### Exercise description
From the material below, copy every line in which the word "info" occurs.
__________
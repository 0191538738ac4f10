//! Deploy wallet provisioning.
//!
//! `forc deploy --default-signer` needs a keystore on disk. forc offers no
//! non-interactive way to create one, so the default provider writes a fixed
//! testnet keystore. Other providers can be plugged into the contributor.

use std::fs;
use std::path::{Path, PathBuf};

use thiserror::Error;
use tracing::info;

use crate::config::ConfigurationResolver;
use crate::consts::WALLET_FILENAME;

#[derive(Debug, Error)]
pub enum WalletError {
  #[error("failed to create wallet directory {}: {source}", path.display())]
  CreateDir { path: PathBuf, source: std::io::Error },

  #[error("failed to write wallet {}: {source}", path.display())]
  Write { path: PathBuf, source: std::io::Error },

  #[error("wallet is not a JSON keystore: {0}")]
  InvalidKeystore(#[from] serde_json::Error),

  #[error("{0}")]
  Provider(String),
}

/// Produces the bytes of the deploy wallet keystore.
pub trait WalletProvider {
  fn wallet(&self, config: &ConfigurationResolver) -> Result<Vec<u8>, WalletError>;
}

/// Fixed testnet keystore, identical for every build.
pub const STATIC_WALLET: &str = r#"{"crypto":{"cipher":"aes-128-ctr","cipherparams":{"iv":"4d4a85c291ffad4477bd2c3e6e64f078"},"ciphertext":"89067d9bfffe1db17a37dd65c4e45e7953b8fc00143a6e1090937add1e3cb21153ca3156cc50e5ccedbe72534843bf7ad80fc4a9bc65fea82427e8905aa64fa241cb1522d8f5f817dfc144e45285a03ca36d4399f4276d0fd5a5c1d7d906ad2d7e5e861c7a58796ca08c73510fb5d806f15938b337f21e292d3eab92e25f1ed57a48906794cb2c6616220bde9bec526c5abc74a518ee6d92290105","kdf":"scrypt","kdfparams":{"dklen":32,"n":8192,"p":1,"r":8,"salt":"4a118a37f92754b0c472b9affc54a70f462d216b5e01a823c3e41ec234b96eba"},"mac":"132446b450cee5fe1c39f456c275cedeff72db61e84f9534de84ec462c745154"},"id":"380a7b4c-725e-4c3d-9667-50f9cdf43a94","version":3}"#;

// TODO: replace with a provider that runs `forc wallet new` once forc-wallet
// accepts a password non-interactively.
#[derive(Debug, Clone, Copy, Default)]
pub struct StaticWallet;

impl WalletProvider for StaticWallet {
  fn wallet(&self, _config: &ConfigurationResolver) -> Result<Vec<u8>, WalletError> {
    Ok(STATIC_WALLET.as_bytes().to_vec())
  }
}

/// Create `wallet_dir` and write the provider's keystore to `<wallet_dir>/.wallet`.
///
/// The bytes must parse as a JSON object; they are written unchanged.
pub fn initialize_wallet(
  provider: &dyn WalletProvider,
  config: &ConfigurationResolver,
  wallet_dir: &Path,
) -> Result<PathBuf, WalletError> {
  info!(dir = %wallet_dir.display(), "initializing deploy wallet");

  fs::create_dir_all(wallet_dir).map_err(|source| WalletError::CreateDir {
    path: wallet_dir.to_path_buf(),
    source,
  })?;

  let bytes = provider.wallet(config)?;
  serde_json::from_slice::<serde_json::Map<String, serde_json::Value>>(&bytes)?;

  let wallet_file = wallet_dir.join(WALLET_FILENAME);
  fs::write(&wallet_file, &bytes).map_err(|source| WalletError::Write {
    path: wallet_file.clone(),
    source,
  })?;

  #[cfg(unix)]
  {
    use std::os::unix::fs::PermissionsExt;
    fs::set_permissions(&wallet_file, fs::Permissions::from_mode(0o644)).map_err(|source| WalletError::Write {
      path: wallet_file.clone(),
      source,
    })?;
  }

  info!(path = %wallet_file.display(), "initialized deploy wallet");
  Ok(wallet_file)
}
__________
### Expected answer
use tracing::info;
  info!(dir = %wallet_dir.display(), "initializing deploy wallet");
  info!(path = %wallet_file.display(), "initialized deploy wallet");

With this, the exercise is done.